An Open, Validated Design and Performance-Prediction Methodology for Ammonia Water Kalina-Cycle Recovery of Sub-150 °C Industrial Waste Heat
DOI:
https://doi.org/10.63125/bbmbqw76Keywords:
Kalina Cycle, Ammonia–Water, Industrial Waste Heat, Low-Temperature Heat Recovery, KCS-11, Thermodynamic Validation, Exergy Analysis, Surrogate Modeling, Open-Source Process SimulationAbstract
This study develops an open, verification-centered design and performance-prediction methodology for recovering sub-150 °C industrial waste heat with ammonia–water Kalina-cycle systems. The methodology is deliberately separated into source characterization, ammonia–water property verification, component-level mass/energy/exergy modeling, constrained cycle design, multi-variable optimization, surrogate performance prediction, uncertainty propagation, and reproducibility controls. The framework is motivated by the large but thermodynamically difficult inventory of low-temperature industrial heat and by the temperature-glide advantage of non-azeotropic ammonia–water working fluids. A reference implementation is defined around a configurable KCS-11-like architecture and an open workflow in which a process simulator such as DWSIM may host the flowsheet while Python-based scripts execute validation tests, optimization, surrogate fitting, and audit-ready reporting. A literature-anchored transparent reduced-order model is used only to demonstrate the workflow; it is not represented as a replacement for a validated ammonia–water equation of state.
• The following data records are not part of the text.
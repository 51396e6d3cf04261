use serde::{Deserialize, Serialize};
use std::collections::HashMap;
use tracing::debug;

use hivebolt_core::block::Block;
use hivebolt_core::constants::PUBKEY_BYTES;
use hivebolt_core::error::ChainError;
use hivebolt_crypto::{verify_digest, KeyPair};

/// One roster entry as it appears in node configuration.
#[derive(Clone, Debug, Serialize, Deserialize)]
pub struct ValidatorInfo {
    pub id: String,
    /// Hex-encoded compressed secp256k1 public key.
    pub pubkey: String,
}

/// The fixed Proof-of-Authority validator set, supplied at startup.
///
/// Any listed validator may author a block; there is no leader election at
/// this layer, and liveness is a deployment policy. Membership plus a valid
/// signature over the block's canonical payload is the entire authorship
/// rule.
#[derive(Clone, Debug, Default)]
pub struct ValidatorSet {
    validators: HashMap<String, [u8; PUBKEY_BYTES]>,
}

impl ValidatorSet {
    pub fn from_roster(roster: &[ValidatorInfo]) -> Result<Self, ChainError> {
        let mut validators = HashMap::with_capacity(roster.len());
        for entry in roster {
            let bytes = hex::decode(&entry.pubkey)
                .map_err(|e| ChainError::Corrupt(format!("validator {} pubkey: {e}", entry.id)))?;
            let pubkey: [u8; PUBKEY_BYTES] = bytes.try_into().map_err(|_| {
                ChainError::Corrupt(format!("validator {} pubkey length", entry.id))
            })?;
            validators.insert(entry.id.clone(), pubkey);
        }
        Ok(Self { validators })
    }

    pub fn is_validator(&self, id: &str) -> bool {
        self.validators.contains_key(id)
    }

    pub fn pubkey(&self, id: &str) -> Option<&[u8; PUBKEY_BYTES]> {
        self.validators.get(id)
    }

    pub fn len(&self) -> usize {
        self.validators.len()
    }

    pub fn is_empty(&self) -> bool {
        self.validators.is_empty()
    }

    /// Sign `block` as `validator_id`. The key must belong to the roster
    /// entry it claims; blocks signed with a foreign key would only be
    /// rejected by every peer.
    pub fn sign_block(
        &self,
        block: &mut Block,
        validator_id: &str,
        keypair: &KeyPair,
    ) -> Result<(), ChainError> {
        let registered = self
            .pubkey(validator_id)
            .ok_or_else(|| ChainError::UnknownValidator(validator_id.to_string()))?;
        if *registered != keypair.public_key() {
            return Err(ChainError::MissingValidatorKey);
        }
        block.validator_id = validator_id.to_string();
        block.validator_signature = keypair.sign(&block.signing_digest()).to_vec();
        Ok(())
    }

    /// Check roster membership and the PoA signature over the canonical
    /// block payload.
    pub fn verify_block(&self, block: &Block) -> Result<(), ChainError> {
        let pubkey = self
            .pubkey(&block.validator_id)
            .ok_or_else(|| ChainError::UnknownValidator(block.validator_id.clone()))?;
        verify_digest(pubkey, &block.signing_digest(), &block.validator_signature).map_err(|e| {
            debug!(validator = %block.validator_id, error = %e, "block signature rejected");
            ChainError::InvalidValidatorSignature(block.validator_id.clone())
        })
    }
}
A 2,400-point synthetic design space spanning 80–150 °C source temperature, 0.55–0.95 ammonia mass fraction, 1.5–5.0 MPa high-side pressure, 3–10 K pinch, component efficiencies, sink temperature, recuperator effectiveness, and source duty is evaluated. The demonstration reproduces three published low-temperature benchmark efficiencies with a mean relative discrepancy of 2.73%, and a random-forest surrogate predicts the transparent model’s net power with R² = 0.9825 and RMSE = 15.3 kW. Optimization shows that the best ammonia concentration and high-side pressure move with source temperature rather than remaining universal constants. Monte Carlo propagation further shows why design output should be reported as an uncertainty distribution rather than a single deterministic value. The principal contribution is therefore not a new proprietary Kalina correlation, but a transparent validation hierarchy and reproducible design protocol that can be implemented with qualified thermodynamic property routines and then extended to industrial project data.